Collected data entries
---

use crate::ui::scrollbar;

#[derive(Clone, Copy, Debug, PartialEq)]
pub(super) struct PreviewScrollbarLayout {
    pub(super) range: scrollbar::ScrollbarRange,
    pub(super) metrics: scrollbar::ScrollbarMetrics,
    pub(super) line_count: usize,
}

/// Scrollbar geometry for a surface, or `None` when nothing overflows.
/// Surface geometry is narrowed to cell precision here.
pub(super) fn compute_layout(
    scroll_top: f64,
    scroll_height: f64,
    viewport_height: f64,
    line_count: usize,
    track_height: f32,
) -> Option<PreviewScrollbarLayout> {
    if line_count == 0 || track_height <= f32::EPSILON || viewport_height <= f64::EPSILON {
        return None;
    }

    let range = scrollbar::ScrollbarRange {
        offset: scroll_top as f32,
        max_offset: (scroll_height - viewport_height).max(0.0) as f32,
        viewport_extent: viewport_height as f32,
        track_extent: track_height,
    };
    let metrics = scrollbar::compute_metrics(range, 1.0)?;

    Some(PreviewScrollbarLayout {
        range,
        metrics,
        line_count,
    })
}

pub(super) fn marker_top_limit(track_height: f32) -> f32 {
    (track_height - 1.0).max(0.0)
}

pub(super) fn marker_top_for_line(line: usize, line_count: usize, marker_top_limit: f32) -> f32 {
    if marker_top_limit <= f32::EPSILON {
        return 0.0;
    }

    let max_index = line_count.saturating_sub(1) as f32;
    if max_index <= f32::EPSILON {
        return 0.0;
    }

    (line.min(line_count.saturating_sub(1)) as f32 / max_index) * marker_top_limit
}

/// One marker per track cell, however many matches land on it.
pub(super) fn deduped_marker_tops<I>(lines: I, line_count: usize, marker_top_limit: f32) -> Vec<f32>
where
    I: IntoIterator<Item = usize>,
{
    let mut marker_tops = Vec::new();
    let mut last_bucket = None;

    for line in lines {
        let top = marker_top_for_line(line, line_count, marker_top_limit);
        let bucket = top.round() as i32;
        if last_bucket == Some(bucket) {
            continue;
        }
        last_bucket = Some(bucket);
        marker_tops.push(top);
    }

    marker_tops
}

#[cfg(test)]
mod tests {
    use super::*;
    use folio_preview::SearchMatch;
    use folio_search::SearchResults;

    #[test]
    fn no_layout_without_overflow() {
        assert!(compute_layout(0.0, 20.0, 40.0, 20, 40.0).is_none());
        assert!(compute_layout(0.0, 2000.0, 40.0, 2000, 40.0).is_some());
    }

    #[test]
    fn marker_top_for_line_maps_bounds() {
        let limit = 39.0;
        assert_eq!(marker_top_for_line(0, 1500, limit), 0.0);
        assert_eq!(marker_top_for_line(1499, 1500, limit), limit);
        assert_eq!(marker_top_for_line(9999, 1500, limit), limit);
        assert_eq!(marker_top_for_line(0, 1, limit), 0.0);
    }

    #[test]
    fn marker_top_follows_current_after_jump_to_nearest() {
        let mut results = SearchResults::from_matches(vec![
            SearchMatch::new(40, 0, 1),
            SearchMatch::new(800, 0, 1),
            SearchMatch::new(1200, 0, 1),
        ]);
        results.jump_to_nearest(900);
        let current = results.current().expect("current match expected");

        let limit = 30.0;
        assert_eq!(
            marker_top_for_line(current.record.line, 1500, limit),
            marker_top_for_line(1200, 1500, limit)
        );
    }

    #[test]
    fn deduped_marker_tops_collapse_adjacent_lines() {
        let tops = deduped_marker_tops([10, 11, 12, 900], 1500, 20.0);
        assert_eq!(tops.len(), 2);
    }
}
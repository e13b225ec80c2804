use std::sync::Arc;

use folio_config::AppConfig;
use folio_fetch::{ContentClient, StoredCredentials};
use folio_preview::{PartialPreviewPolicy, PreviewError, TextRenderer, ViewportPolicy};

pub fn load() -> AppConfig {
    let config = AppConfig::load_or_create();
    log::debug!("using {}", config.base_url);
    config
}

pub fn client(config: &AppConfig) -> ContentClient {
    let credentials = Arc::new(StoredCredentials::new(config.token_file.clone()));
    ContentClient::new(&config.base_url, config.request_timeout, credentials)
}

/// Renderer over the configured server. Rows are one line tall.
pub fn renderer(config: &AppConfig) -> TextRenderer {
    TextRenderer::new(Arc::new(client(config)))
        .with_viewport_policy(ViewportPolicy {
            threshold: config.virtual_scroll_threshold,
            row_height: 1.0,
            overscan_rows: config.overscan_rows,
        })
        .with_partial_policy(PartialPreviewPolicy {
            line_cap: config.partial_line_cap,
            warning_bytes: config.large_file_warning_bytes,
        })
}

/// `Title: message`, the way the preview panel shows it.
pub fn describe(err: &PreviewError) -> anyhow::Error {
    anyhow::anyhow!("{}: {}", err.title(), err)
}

---

| Instructions for the task |
The line with "pub fn renderer(config: &AppConfig)" and all the lines after it in the records above are to be output exactly, with nothing added.

| Response to this exercise |
pub fn renderer(config: &AppConfig) -> TextRenderer {
    TextRenderer::new(Arc::new(client(config)))
        .with_viewport_policy(ViewportPolicy {
            threshold: config.virtual_scroll_threshold,
            row_height: 1.0,
            overscan_rows: config.overscan_rows,
        })
        .with_partial_policy(PartialPreviewPolicy {
            line_cap: config.partial_line_cap,
            warning_bytes: config.large_file_warning_bytes,
        })
}

/// `Title: message`, the way the preview panel shows it.
pub fn describe(err: &PreviewError) -> anyhow::Error {
    anyhow::anyhow!("{}: {}", err.title(), err)
}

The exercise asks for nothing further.